Collectively, these findings highlight the importance of monitoring motor development milestones, such as standing, as key risk indicators for future obesity and physical inactivity. Although the influence of motor development on physical inactivity appears limited and does not persist beyond adolescence, its impact on adiposity seems to last at least until preadolescence. Early weight gain from birth to 18 months can also predict adiposity at early school age; however, since achievement of standing typically occurs earlier, it offers an opportunity for even earlier intervention. Caregivers and health providers should therefore focus not only on monitoring weight but also on supporting timely motor development to effectively prevent future obesity.
This study has several limitations. First, due to its design, the study sample may have been somewhat biased toward children who are physically confident and enjoy exercise [12]. Validation of these findings in population-based cohorts is needed. Second, as motor development data were derived from parental records, reporting bias cannot be ruled out. Although parental assessments of their children’s motor milestone achievements are fairly reliable [24], the mechanism for addressing missing data on motor development remains unclear. Third, sex-specific analyses were not performed because of the small sample size; further validation based on a larger and more representative sample is needed, including a thorough investigation of potential sex-based differences. Despite these limitations, the study’s strengths include a high follow-up rate (97 %) and the use of robust methods, such as assessing adiposity with DXA and measuring physical activity with a tri-axial accelerometer.
Conclusion
5
In summary, weight gain from birth to 18 months and age at achieving standing with support were each independently associated with adiposity and physical activity at early school age, but only motor development remained linked to adiposity at late elementary school age. These results suggest that infant motor development, rather than weight gain, may play a more critical and lasting role in obesity prevention during childhood. While early-life weight gain often receives primary attention as a risk factor for later obesity, our results demonstrate the importance of monitoring and supporting infant motor milestones such as standing, emphasizing their potential significance for lifelong health.Key points
- •Later achievement of standing with support was associated with higher body fat in both the first and fifth grades, and with lower MVPA in the first grade.
- •Rapid weight gain from birth to 18 months was linked to higher body fat in the first grade and showed a significant negative interaction with the age at achieving standing with support.

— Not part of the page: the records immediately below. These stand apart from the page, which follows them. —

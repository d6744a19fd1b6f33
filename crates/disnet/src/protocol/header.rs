// SPDX-License-Identifier: Apache-2.0 OR MIT
// Copyright (c) 2025-2026 naskel.com

//! The fixed 12-byte header every DIS PDU begins with.

use crate::config::PDU_HEADER_LEN;
use crate::protocol::enums::{ProtocolFamily, ProtocolVersion};
use crate::wire::{Cursor, CursorMut, WireError, WireResult};

/// Known PDU kinds this codec decodes into typed bodies.
///
/// The header stores the raw type byte; this enum only exists at the factory
/// dispatch boundary, so unknown kinds flow through untyped.
#[derive(Debug, Clone, Copy, PartialEq, Eq, Hash)]
pub enum PduType {
    EntityState,
    Fire,
    Detonation,
    ElectromagneticEmission,
    Designator,
    Transmitter,
    Signal,
    Receiver,
}

impl PduType {
    pub fn from_raw(raw: u8) -> Option<Self> {
        match raw {
            1 => Some(Self::EntityState),
            2 => Some(Self::Fire),
            3 => Some(Self::Detonation),
            23 => Some(Self::ElectromagneticEmission),
            24 => Some(Self::Designator),
            25 => Some(Self::Transmitter),
            26 => Some(Self::Signal),
            27 => Some(Self::Receiver),
            _ => None,
        }
    }

    pub fn raw(self) -> u8 {
        match self {
            Self::EntityState => 1,
            Self::Fire => 2,
            Self::Detonation => 3,
            Self::ElectromagneticEmission => 23,
            Self::Designator => 24,
            Self::Transmitter => 25,
            Self::Signal => 26,
            Self::Receiver => 27,
        }
    }

    /// The protocol family each PDU kind belongs to.
    pub fn family(self) -> ProtocolFamily {
        match self {
            Self::EntityState => ProtocolFamily::EntityInformation,
            Self::Fire | Self::Detonation => ProtocolFamily::Warfare,
            Self::ElectromagneticEmission | Self::Designator => {
                ProtocolFamily::DistributedEmissionRegeneration
            }
            Self::Transmitter | Self::Signal | Self::Receiver => {
                ProtocolFamily::RadioCommunications
            }
        }
    }
}

/// Fixed 12-byte PDU header.
///
/// `pdu_length` is the declared total length including the header itself;
/// it is recomputed from live body state on every encode. Decode treats a
/// declared length shorter than the supplied buffer as authoritative (the
/// tail is padding) and never reads past either bound.
///
/// Because the length is derived, it is excluded from equality: a freshly
/// built header compares equal to its decoded round-trip.
#[derive(Debug, Clone, Copy, Eq)]
pub struct PduHeader {
    pub protocol_version: ProtocolVersion,
    pub exercise_id: u8,
    pub pdu_type: u8,
    pub protocol_family: ProtocolFamily,
    pub timestamp: u32,
    pub pdu_length: u16,
    pub pdu_status: u8,
    pub padding: u8,
}

impl PartialEq for PduHeader {
    fn eq(&self, other: &Self) -> bool {
        self.protocol_version == other.protocol_version
            && self.exercise_id == other.exercise_id
            && self.pdu_type == other.pdu_type
            && self.protocol_family == other.protocol_family
            && self.timestamp == other.timestamp
            && self.pdu_status == other.pdu_status
            && self.padding == other.padding
    }
}

impl PduHeader {
    pub const WIRE_LEN: usize = PDU_HEADER_LEN;

    pub fn new(pdu_type: PduType, exercise_id: u8) -> Self {
        Self {
            protocol_version: ProtocolVersion::default(),
            exercise_id,
            pdu_type: pdu_type.raw(),
            protocol_family: pdu_type.family(),
            timestamp: 0,
            pdu_length: 0,
            pdu_status: 0,
            padding: 0,
        }
    }

    /// Typed view of the raw type byte, when this codec knows the kind.
    pub fn pdu_type(&self) -> Option<PduType> {
        PduType::from_raw(self.pdu_type)
    }

    pub fn decode(cursor: &mut Cursor<'_>) -> WireResult<Self> {
        if cursor.remaining() < Self::WIRE_LEN {
            return Err(WireError::MalformedHeader {
                reason: format!(
                    "buffer holds {} bytes, header needs {}",
                    cursor.remaining(),
                    Self::WIRE_LEN
                ),
            });
        }
        Ok(Self {
            protocol_version: ProtocolVersion::from_raw(cursor.read_u8()?),
            exercise_id: cursor.read_u8()?,
            pdu_type: cursor.read_u8()?,
            protocol_family: ProtocolFamily::from_raw(cursor.read_u8()?),
            timestamp: cursor.read_u32()?,
            pdu_length: cursor.read_u16()?,
            pdu_status: cursor.read_u8()?,
            padding: cursor.read_u8()?,
        })
    }

    /// Encode the header, writing `body_len + 12` as the declared length.
    pub fn encode(&self, cursor: &mut CursorMut<'_>, body_len: usize) -> WireResult<()> {
        let total = Self::WIRE_LEN + body_len;
        if total > u16::MAX as usize {
            return Err(WireError::OutOfRange { value: total as u64, max: u64::from(u16::MAX) });
        }
        cursor.write_u8(self.protocol_version.raw())?;
        cursor.write_u8(self.exercise_id)?;
        cursor.write_u8(self.pdu_type)?;
        cursor.write_u8(self.protocol_family.raw())?;
        cursor.write_u32(self.timestamp)?;
        cursor.write_u16(total as u16)?;
        cursor.write_u8(self.pdu_status)?;
        cursor.write_u8(self.padding)
    }
}

#[cfg(test)]
mod tests {
    use super::*;

    #[test]
    fn test_header_roundtrip() {
        let mut header = PduHeader::new(PduType::Fire, 3);
        header.timestamp = 0xDEAD_BEEF;
        header.pdu_status = 4;

        let mut buffer = [0u8; PduHeader::WIRE_LEN];
        header.encode(&mut CursorMut::new(&mut buffer), 84).expect("encode");

        let decoded = PduHeader::decode(&mut Cursor::new(&buffer)).expect("decode");
        assert_eq!(decoded.protocol_version, ProtocolVersion::Dis6);
        assert_eq!(decoded.exercise_id, 3);
        assert_eq!(decoded.pdu_type(), Some(PduType::Fire));
        assert_eq!(decoded.protocol_family, ProtocolFamily::Warfare);
        assert_eq!(decoded.timestamp, 0xDEAD_BEEF);
        assert_eq!(decoded.pdu_length, 96);
        assert_eq!(decoded.pdu_status, 4);
    }

    #[test]
    fn test_header_decode_short_buffer_is_malformed() {
        let buffer = [0u8; 7];
        let err = PduHeader::decode(&mut Cursor::new(&buffer)).unwrap_err();
        assert!(matches!(err, WireError::MalformedHeader { .. }));
    }

    #[test]
    fn test_header_length_recomputed_on_encode() {
        let mut header = PduHeader::new(PduType::EntityState, 1);
        header.pdu_length = 9999; // stale, must be ignored

        let mut buffer = [0u8; PduHeader::WIRE_LEN];
        header.encode(&mut CursorMut::new(&mut buffer), 120).expect("encode");
        let decoded = PduHeader::decode(&mut Cursor::new(&buffer)).expect("decode");
        assert_eq!(decoded.pdu_length, 132);
    }

    #[test]
    fn test_header_equality_ignores_derived_length() {
        let built = PduHeader::new(PduType::Fire, 3);

        let mut carried = built;
        carried.pdu_length = 96; // as decode would carry from the wire
        assert_eq!(built, carried);

        carried.timestamp = 1;
        assert_ne!(built, carried);
    }

    #[test]
    fn test_unknown_type_byte_survives_header() {
        let raw = [6u8, 1, 200, 9, 0, 0, 0, 0, 0, 20, 0, 0];
        let header = PduHeader::decode(&mut Cursor::new(&raw)).expect("decode");
        assert_eq!(header.pdu_type, 200);
        assert_eq!(header.pdu_type(), None);
        assert_eq!(header.protocol_family, ProtocolFamily::Other(9));
    }

    #[test]
    fn test_pdu_type_family_mapping() {
        assert_eq!(PduType::EntityState.family(), ProtocolFamily::EntityInformation);
        assert_eq!(PduType::Detonation.family(), ProtocolFamily::Warfare);
        assert_eq!(PduType::Signal.family(), ProtocolFamily::RadioCommunications);
        for raw in [1u8, 2, 3, 23, 24, 25, 26, 27] {
            assert_eq!(PduType::from_raw(raw).expect("known").raw(), raw);
        }
    }
}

- •Most associations between early-life exposures and later health outcomes were attenuated by the fifth grade, except for the robust relationship between the age at achieving standing with support and body fat.
Funding
This work was supported by a Grant-in-Aid for JSPS Fellows (JP13J07359 to TA) and Grants-in-Aid for Young Scientists (B) (JP24700759 to YH and JP25750373 to MW) from the Japan Society for the Promotion of Science. One of the authors (HW) was supported by the Yamaha Motor Foundation for Sports.
Declaration of competing interest
The authors declare that they have no known competing financial interests or personal relationships that could have appeared to influence the work reported in this paper.